#### Provided material

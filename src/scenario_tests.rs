//! End-to-end scenario tests exercising full context + fake collaborators,
//! one per documented scenario rather than a mechanical round-trip grid.

#![cfg(test)]

use crate::collaborators::{CacheInfo, DemuxerProperties, ReaderState};
use crate::context::PlayerContext;
use crate::options::{HrSeek, KeepOpen};
use crate::seek::{Exactness, SeekFlags, SeekType};
use crate::status::{ChainStatus, StopPlay};
use crate::testing::{FakeAudioOutput, FakeDemuxer, FakeVideoOutput};

#[test]
fn absolute_exact_seek_triggers_hr_seek_with_offset() {
    let mut ctx = PlayerContext::new_for_test();
    ctx.opts.correct_pts = true;
    ctx.opts.hr_seek = HrSeek::Absolute;
    ctx.opts.hr_seek_demuxer_offset = 0.1;
    ctx.demuxer = Some(Box::new(FakeDemuxer::default()));
    ctx.playback_pts = crate::time::Pts::known(10.0);

    ctx.queue_seek(SeekType::Absolute, 42.0, Exactness::Exact, SeekFlags::empty());
    ctx.execute_queued_seek().unwrap();

    assert!(ctx.hrseek_active);
    assert_eq!(ctx.hrseek_pts.get(), Some(42.0));
    assert!(!ctx.restart_complete);
}

#[test]
fn coalesced_relative_seeks_accumulate_before_execution() {
    let mut ctx = PlayerContext::new_for_test();
    ctx.queue_seek(SeekType::Relative, 5.0, Exactness::Default, SeekFlags::empty());
    ctx.queue_seek(SeekType::Relative, 3.0, Exactness::Exact, SeekFlags::empty());

    assert_eq!(ctx.seek.kind, SeekType::Relative);
    assert_eq!(ctx.seek.amount, 8.0);
    assert_eq!(ctx.seek.exact, Exactness::Exact);
}

#[test]
fn cache_buffering_cycle_pauses_then_resumes() {
    let mut ctx = PlayerContext::new_for_test();
    ctx.restart_complete = true;
    ctx.audio_output = Some(Box::new(FakeAudioOutput::default()));
    ctx.opts.cache_pause = true;
    ctx.opts.cache_pause_wait = 1.0;
    ctx.demuxer = Some(Box::new(FakeDemuxer {
        reader_state: ReaderState {
            underrun: true,
            ..Default::default()
        },
        cache_info: CacheInfo { idle: false, size: 1 },
        properties: DemuxerProperties::default(),
        ..Default::default()
    }));

    ctx.handle_pause_on_low_cache();
    assert!(ctx.paused_for_cache);
    assert!(ctx.paused);

    ctx.demuxer = Some(Box::new(FakeDemuxer {
        reader_state: ReaderState {
            underrun: false,
            ts_duration: 2.0,
            ..Default::default()
        },
        cache_info: CacheInfo { idle: true, size: 1 },
        properties: DemuxerProperties::default(),
        ..Default::default()
    }));
    ctx.handle_pause_on_low_cache();
    assert!(!ctx.paused_for_cache);
    assert!(!ctx.paused);
}

#[test]
fn keep_open_at_eof_freezes_on_last_frame() {
    let mut ctx = PlayerContext::new_for_test();
    ctx.audio_output = Some(Box::new(FakeAudioOutput::default()));
    ctx.video_output = Some(Box::new(FakeVideoOutput {
        has_frame: true,
        ..Default::default()
    }));
    ctx.audio_status = ChainStatus::Eof;
    ctx.video_status = ChainStatus::Eof;
    ctx.opts.keep_open = KeepOpen::Always;
    ctx.opts.keep_open_pause = true;
    ctx.last_vo_pts = crate::time::Pts::known(120.0);

    ctx.handle_eof_loop_keep_open();

    assert_eq!(ctx.stop_play, StopPlay::KeepPlaying);
    assert_eq!(ctx.playback_pts.get(), Some(120.0));
    assert!(ctx.paused);
}

#[test]
fn ab_loop_wraps_at_end() {
    let mut ctx = PlayerContext::new_for_test();
    ctx.audio_output = Some(Box::new(FakeAudioOutput::default()));
    ctx.video_output = Some(Box::new(FakeVideoOutput {
        has_frame: true,
        ..Default::default()
    }));
    ctx.audio_status = ChainStatus::Eof;
    ctx.video_status = ChainStatus::Eof;
    ctx.opts.ab_loop_a = Some(30.0);
    ctx.opts.ab_loop_b = Some(60.0);

    ctx.handle_eof_loop_keep_open();

    assert_eq!(ctx.stop_play, StopPlay::KeepPlaying);
    assert_eq!(ctx.seek.kind, SeekType::Absolute);
    assert_eq!(ctx.seek.amount, 30.0);
    assert!(ctx.seek.flags.contains(SeekFlags::NOFLUSH));
}

#[test]
fn delayed_continuous_seek_is_deferred() {
    let mut ctx = PlayerContext::new_for_test();
    ctx.demuxer = Some(Box::new(FakeDemuxer::default()));
    ctx.video_status = ChainStatus::Ready;
    ctx.queue_seek(
        SeekType::Relative,
        1.0,
        Exactness::Default,
        SeekFlags::DELAY,
    );
    ctx.start_timestamp = Some(std::time::Instant::now() - std::time::Duration::from_millis(100));

    ctx.execute_queued_seek().unwrap();

    assert!(!ctx.seek.is_none());
    assert_eq!(ctx.seek.kind, SeekType::Relative);
}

########

- Exercise: Counting only lines that hold the word "collaborators", state how many the material contains, and add nothing.

- Task result: 2